Читать книгу Design Cult - Steven Heller - Страница 5
ОглавлениеCurse of the “D” Word
Do you make things look nice? Do you spend more time worrying about nuance and aesthetics than substance and meaning? Do you fiddle with style while ignoring the big picture? If your answers are yes, yes, or yes, then you are a decorator.
Graphic designers don’t necessarily want to perceive themselves as decorators. But what’s the big deal? Is anything fundamentally wrong with being a decorator? Although Adolf Loos, an architect, proclaimed ornament as a sin in his essay "Ornament and Crime," an attack on late nineteenth-century art nouveau, in truth decoration and ornamentation are no more sinful than purity is supremely virtuous.
Take for example the psychedelic style of the late 1960s that was smothered in flamboyant ornamentation (indeed much of it borrowed from Loos’s dreaded art nouveau). Nonetheless, it was a revolutionary graphic language used as a code for a revolutionary generation—which was exactly the same role art nouveau played seventy years earlier with its vituperative rejection of antiquated, nineteenth-century academic verities. Likewise, psychedelia’s immediate predecessor, Push Pin Studios, from the late 1950s through the 1970s, was known for reprising passé decorative conceits. In the context of the times, it was a purposeful and strategic alternative to the purist Swiss Style that evolved into drab corporate modernism, which had rejected decoration (and eclectic quirkiness) in favor of bland Helvetica. In their view, content and meaning were not sacrificed but rather illuminated and made more appealing.
Antidecorative ideological fervor to the contrary, decoration is not inherently good or bad. While frequently applied to conceal faulty merchandise and flawed concepts, it nonetheless can enhance a product when used with integrity—and taste. Decorators do not simply and mindlessly move elements around to achieve an intangible or intuitive goal: rather, they optimize materials at hand to tap into an aesthetic allure that instills a certain kind of pleasure.
Loos and likeminded late nineteenth- and early twentieth-century design progressives argued that excessive ornament existed solely to deceive the public into believing they were getting more value for their money—when in fact they were being duped through illusionary conceits. These critics argued that art nouveau (and later art deco or postmodern) decoration on buildings, furniture, and graphic design rarely added to a product’s functionality or durability; it also locked the respective objects in a vault of time that eventually rendered everything obsolete. Decoration was therefore the tool of obsolescence.
However, decoration also plays an integral role in the total design scheme. It is not merely wallpaper. (And what’s wrong with beautiful wallpaper, anyway?) Good decoration is that which enhances or frames a product or message. The euro paper currency, with its colorful palette and pictorial vibrancy, is much more appealing than the staid U.S. dollar. While the “greenback” is composed of ornate rococo engravings, the U.S. bills lack the visual pizzazz of the euro. Of course, visual pizzazz is irrelevant if one is clutching a score of $100 bills: Putting the respective face values of the currencies aside, the euro is an indubitably more stimulating object of design because it is a decorative tour de force with a distinct function. One should never underestimate the power of decoration to stimulate the users of design.
Decoration is a marriage of forms (color, line, pattern, letter, picture) that does not overtly tell a story or convey a literal message but serves to stimulate the senses. Paisley, herringbone, or tartan patterns are decorative yet nonetheless elicit certain visceral responses. Ziggurat or sunburst designs on the façade of a building or the cover of a brochure spark a chord even when type is absent. Decorative and ornamental design elements are backdrops yet possess the power to draw attention, which ultimately prepares the audience to receive the message.

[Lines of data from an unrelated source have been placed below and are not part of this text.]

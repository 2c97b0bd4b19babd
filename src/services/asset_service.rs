//! Asset service - multi-step asset workflows
//!
//! - Safe replacement of an existing asset (upload, delete old, rename)
//! - Retention: pruning the oldest assets beyond a cap
//! - Sequential multi-file uploads
//!
//! Nothing here retries. Past the point where the new file is uploaded,
//! failures are reported with a manual-recovery diagnostic instead.

use std::collections::BTreeSet;
use std::path::PathBuf;
use tracing::{debug, error, info, warn};

use crate::domain::replacement::temp_asset_name;
use crate::domain::retention::select_oldest;
use crate::domain::{
    Asset, AssetEdit, Diagnostic, Failure, Outcome, RecoveryNotice, ReleaseSelector,
    ReplaceState, UploadRequest,
};
use crate::error::ReleaseError;
use crate::infrastructure::ApiClient;

/// Terminal state and result of an asset replacement
#[derive(Debug)]
pub struct Replacement {
    pub state: ReplaceState,
    pub outcome: Outcome<Asset>,
}

impl Replacement {
    fn new(state: ReplaceState, outcome: Outcome<Asset>) -> Self {
        Self { state, outcome }
    }
}

/// Accumulated per-item results of a best-effort batch
#[derive(Debug)]
pub struct BatchReport<T> {
    pub succeeded: Vec<T>,
    /// Item description and why it failed
    pub failed: Vec<(String, Failure)>,
}

impl<T> BatchReport<T> {
    fn new() -> Self {
        Self {
            succeeded: Vec::new(),
            failed: Vec::new(),
        }
    }

    /// True only if every item succeeded
    pub fn is_success(&self) -> bool {
        self.failed.is_empty()
    }
}

/// Service for asset workflows spanning several API calls
pub struct AssetService<'a> {
    client: &'a ApiClient,
}

impl<'a> AssetService<'a> {
    /// Create a new asset service
    pub fn new(client: &'a ApiClient) -> Self {
        Self { client }
    }

    /// Upload `request`, replacing any asset that already has its name
    ///
    /// The new file is uploaded under a temporary name first, so the old
    /// asset is only deleted once a complete copy of the new one exists.
    pub async fn replace_asset(
        &self,
        request: &UploadRequest,
    ) -> Result<Replacement, ReleaseError> {
        let mut state = ReplaceState::Start;

        let prepared = match self
            .client
            .prepare_upload(&request.clone().allow_existing())
            .await?
        {
            Outcome::Succeeded { data, .. } => data,
            Outcome::Failed(failure) => {
                return Ok(Replacement::new(state, Outcome::Failed(failure)))
            }
        };
        let label = request.label.as_deref();

        state = state.advance(true);
        let Some(old) = prepared.existing else {
            debug!(asset = %prepared.name, "No asset to replace, uploading directly");
            let outcome = self
                .client
                .upload_file(&prepared.release, &request.path, &prepared.name, label)
                .await?;
            let state = if outcome.is_success() {
                ReplaceState::Done
            } else {
                ReplaceState::UploadFailed
            };
            return Ok(Replacement::new(state, outcome));
        };

        let temp_name = temp_asset_name(&prepared.name);
        info!(
            asset = %prepared.name,
            old_asset_id = old.id,
            temp_name = %temp_name,
            "Replacing asset"
        );
        let uploaded = match self
            .client
            .upload_file(&prepared.release, &request.path, &temp_name, label)
            .await
        {
            Ok(outcome) => outcome,
            Err(e @ ReleaseError::Decode { .. }) => {
                // Accepted with 201, so the temp asset exists but its id is unknown
                error!(
                    temp_name = %temp_name,
                    old_asset_id = old.id,
                    "Upload under temporary name may have left asset '{}' behind, \
                     delete it by hand; asset {} ('{}') is untouched",
                    temp_name,
                    old.id,
                    prepared.name
                );
                return Err(e);
            }
            Err(e) => return Err(e),
        };
        state = state.advance(uploaded.is_success());
        debug!(state = state.name(), "Replacement step finished");
        let temp = match uploaded {
            Outcome::Succeeded { data, .. } => data,
            Outcome::Failed(failure) => {
                return Ok(Replacement::new(state, Outcome::Failed(failure)))
            }
        };

        let mut notice = RecoveryNotice {
            state: ReplaceState::DeleteFailed,
            target_name: prepared.name.clone(),
            temp_asset_id: temp.id,
            temp_name: temp.name.clone(),
            old_asset_id: old.id,
            cause: String::new(),
        };

        state = state.advance(true);
        let deleted = match self.client.delete_asset(old.id).await {
            Ok(outcome) => outcome,
            Err(e) => {
                notice.cause = e.to_string();
                report_recovery(&notice);
                return Err(e);
            }
        };
        state = state.advance(deleted.is_success());
        debug!(state = state.name(), "Replacement step finished");
        if let Outcome::Failed(failure) = deleted {
            error!("Uploaded asset will not be renamed!");
            return Ok(recovery(state, notice, failure));
        }

        state = state.advance(true);
        notice.state = ReplaceState::RenameFailed;
        let rename = AssetEdit {
            label: request.label.clone(),
            ..AssetEdit::rename(&prepared.name)
        };
        let renamed = match self.client.edit_asset(temp.id, &rename).await {
            Ok(outcome) => outcome,
            Err(e) => {
                notice.cause = e.to_string();
                report_recovery(&notice);
                return Err(e);
            }
        };
        state = state.advance(renamed.is_success());
        debug!(state = state.name(), "Replacement step finished");
        match renamed {
            Outcome::Failed(failure) => {
                error!("Edit of new asset failed after old asset was deleted!");
                Ok(recovery(state, notice, failure))
            }
            done => {
                info!(asset_id = temp.id, asset = %prepared.name, "Replaced asset");
                Ok(Replacement::new(state, done))
            }
        }
    }

    /// Delete the oldest assets so at most `max_assets` remain
    ///
    /// Deletions are independent: one failing does not stop the rest.
    pub async fn prune_oldest(
        &self,
        max_assets: usize,
        selector: &ReleaseSelector,
    ) -> Result<BatchReport<Asset>, ReleaseError> {
        let mut report = BatchReport::new();

        let release = match self.client.get_release(selector, false).await? {
            Outcome::Succeeded { data, .. } => data,
            Outcome::Failed(failure) => {
                error!("Release data could not be retrieved, nothing pruned.");
                report.failed.push((format!("release {}", selector), failure));
                return Ok(report);
            }
        };

        let doomed = select_oldest(&release.assets, max_assets);
        if doomed.is_empty() {
            debug!(
                count = release.assets.len(),
                max_assets, "Asset count within limit"
            );
        }

        for asset in doomed {
            info!("Deleting asset '{}'", asset.name);
            let item = format!("asset {} ('{}')", asset.id, asset.name);
            match self.client.delete_asset(asset.id).await {
                Ok(Outcome::Succeeded { .. }) => report.succeeded.push(asset),
                Ok(Outcome::Failed(failure)) => report.failed.push((item, failure)),
                Err(e) => {
                    warn!(asset_id = asset.id, error = %e, "Deletion aborted");
                    report.failed.push((item, Failure::fault(e.to_string())));
                }
            }
        }

        Ok(report)
    }

    /// Upload several files to one release, one after another
    ///
    /// Paths are de-duplicated and processed in ascending order. A fault
    /// on one file only fails that file.
    pub async fn upload_batch(
        &self,
        paths: &[PathBuf],
        selector: &ReleaseSelector,
        replace: bool,
    ) -> BatchReport<Asset> {
        let mut report = BatchReport::new();
        let unique: BTreeSet<&PathBuf> = paths.iter().collect();

        for path in unique {
            let request = UploadRequest::new(path.clone(), selector.clone());
            let result = if replace {
                self.replace_asset(&request).await.map(|r| r.outcome)
            } else {
                self.client.upload_asset(&request).await
            };

            let item = path.display().to_string();
            match result {
                Ok(Outcome::Succeeded { data, .. }) => report.succeeded.push(data),
                Ok(Outcome::Failed(failure)) => report.failed.push((item, failure)),
                Err(e) => {
                    error!(path = %item, error = %e, "Upload aborted");
                    report.failed.push((item, Failure::fault(e.to_string())));
                }
            }
        }

        report
    }
}

fn report_recovery(notice: &RecoveryNotice) {
    error!(
        state = notice.state.name(),
        temp_asset_id = notice.temp_asset_id,
        temp_name = %notice.temp_name,
        old_asset_id = notice.old_asset_id,
        "{}",
        notice
    );
}

fn recovery(state: ReplaceState, mut notice: RecoveryNotice, failure: Failure) -> Replacement {
    notice.state = state;
    notice.cause = failure.diagnostic.to_string();
    report_recovery(&notice);
    Replacement::new(
        state,
        Outcome::Failed(Failure {
            diagnostic: Diagnostic::ManualRecovery(notice),
            response: failure.response,
        }),
    )
}
//! Release lookup
//!
//! Both selector kinds converge on a numeric release id before any
//! mutating call. An id is used as-is; a tag costs one round trip.

use super::api_client::ApiClient;
use crate::domain::{Release, ReleaseSelector};
use crate::error::ReleaseError;

impl ApiClient {
    /// Release id for `selector`, or `None` when no such release exists
    pub async fn resolve(&self, selector: &ReleaseSelector) -> Result<Option<u64>, ReleaseError> {
        match selector {
            ReleaseSelector::Id(id) => Ok(Some(*id)),
            ReleaseSelector::Tag(_) => Ok(self.fetch(selector).await?.map(|r| r.id)),
        }
    }

    /// Full release data; always fetched, whatever the selector kind
    pub async fn fetch(&self, selector: &ReleaseSelector) -> Result<Option<Release>, ReleaseError> {
        Ok(self.get_release(selector, false).await?.into_data())
    }
}
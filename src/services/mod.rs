//! Services layer - orchestration logic
//!
//! This module coordinates between domain logic and infrastructure.
//! Services drive multi-step protocols over the `ApiClient`.

pub mod asset_service;

// Re-export commonly used types
pub use asset_service::AssetService;
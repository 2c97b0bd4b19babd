//! Asset commands: upload (with replace and pruning), edit, delete.

use anyhow::Result;
use std::path::PathBuf;
use tracing::{error, info, warn};

use crate::domain::{Asset, AssetEdit, Outcome, ReleaseSelector, UploadRequest};
use crate::infrastructure::ApiClient;
use crate::services::AssetService;
use crate::ui;

/// Options of the `upload-asset` command
#[derive(Debug, Clone)]
pub struct UploadOptions {
    pub selector: ReleaseSelector,
    pub files: Vec<PathBuf>,
    pub name: Option<String>,
    pub label: Option<String>,
    pub replace: bool,
    pub max_assets: Option<usize>,
}

/// Upload one or more files, then prune old assets if asked to
///
/// Prints `<asset id> <asset name>` for every uploaded asset.
pub async fn upload(client: &ApiClient, options: UploadOptions) -> Result<bool> {
    let service = AssetService::new(client);

    let mut success = match options.files.as_slice() {
        [path] => {
            let request = UploadRequest::new(path, options.selector.clone())
                .with_name(options.name.clone())
                .with_label(options.label.clone());
            let outcome = if options.replace {
                let replacement = service.replace_asset(&request).await?;
                if replacement.state.requires_manual_recovery() {
                    error!(state = replacement.state.name(), "Replacement stopped part way");
                }
                replacement.outcome
            } else {
                client.upload_asset(&request).await?
            };
            if let Some(asset) = outcome.data() {
                print_uploaded(asset);
            }
            if let Some(failure) = outcome.failure() {
                ui::print_failure(&format!("Upload of {} failed", path.display()), failure);
            }
            outcome.is_success()
        }
        paths => {
            if options.name.is_some() || options.label.is_some() {
                warn!("Asset name/label options ignored for multiple files");
                ui::print_warning("Asset name/label options ignored for multiple files");
            }
            let report = service
                .upload_batch(paths, &options.selector, options.replace)
                .await;
            for asset in &report.succeeded {
                print_uploaded(asset);
            }
            for (path, failure) in &report.failed {
                ui::print_failure(&format!("Upload of {} failed", path), failure);
            }
            let stranded = report
                .failed
                .iter()
                .filter(|(_, failure)| failure.needs_manual_recovery())
                .count();
            if stranded > 0 {
                ui::print_warning(&format!(
                    "{} replacement(s) need manual recovery, see the errors above",
                    stranded
                ));
            }
            report.is_success()
        }
    };

    if let Some(max_assets) = options.max_assets {
        info!(max_assets, "Pruning oldest assets");
        let report = service.prune_oldest(max_assets, &options.selector).await?;
        for (item, failure) in &report.failed {
            ui::print_failure(&format!("Could not delete {}", item), failure);
        }
        if !report.succeeded.is_empty() {
            ui::print_info(&format!("Deleted {} old asset(s)", report.succeeded.len()));
        }
        success = success && report.is_success();
    }

    Ok(success)
}

fn print_uploaded(asset: &Asset) {
    ui::print_success(&format!("Uploaded asset '{}' (id {})", asset.name, asset.id));
    println!("{} {}", asset.id, asset.name);
}

/// Change an asset's name and/or label
pub async fn edit(client: &ApiClient, asset_id: u64, edit: AssetEdit) -> Result<bool> {
    match client.edit_asset(asset_id, &edit).await? {
        Outcome::Succeeded { data, .. } => {
            ui::print_success(&format!("Edited asset {} ('{}')", data.id, data.name));
            Ok(true)
        }
        Outcome::Failed(failure) => {
            ui::print_failure(&format!("Asset {} was not edited", asset_id), &failure);
            Ok(false)
        }
    }
}

/// Delete an asset
pub async fn delete(client: &ApiClient, asset_id: u64) -> Result<bool> {
    let outcome = client.delete_asset(asset_id).await?;
    if let Some(failure) = outcome.failure() {
        ui::print_failure(&format!("Asset {} was not deleted", asset_id), failure);
        return Ok(false);
    }
    ui::print_success(&format!("Deleted asset {}", asset_id));
    Ok(true)
}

It takes as much sophistication to be a decorator as it does to be a wire framer. A designer who decorates yet does not know how to effectively control, modulate, or create ornamental elements is doomed to produce turgid work. The worst decorative excesses are not the obsessively baroque borders and patterns that are born of an eclectic vision (like the vines and tendrils that strangulated the typical art nouveau poster or page) but the ignorant application of dysfunctional doodads that are total anachronisms. A splendidly ornamented package, including the current crop of boutique teas, soaps, and food wrappers, may cost a little more to produce but still have quantifiable impact on the consumers with discerning tastes who buy them (and who sometimes keep the boxes after the product is used).
There are many different kinds and degrees of decoration and ornamentation. While none of it is really sinful, much of it is trivial. And yet to be a practitioner of this kind of design does not a priori relegate one to inferior status branded with a scarlet (shadowed, inline, and bifurcated) letter “D.”
Some designers are great because they are exemplary decorators.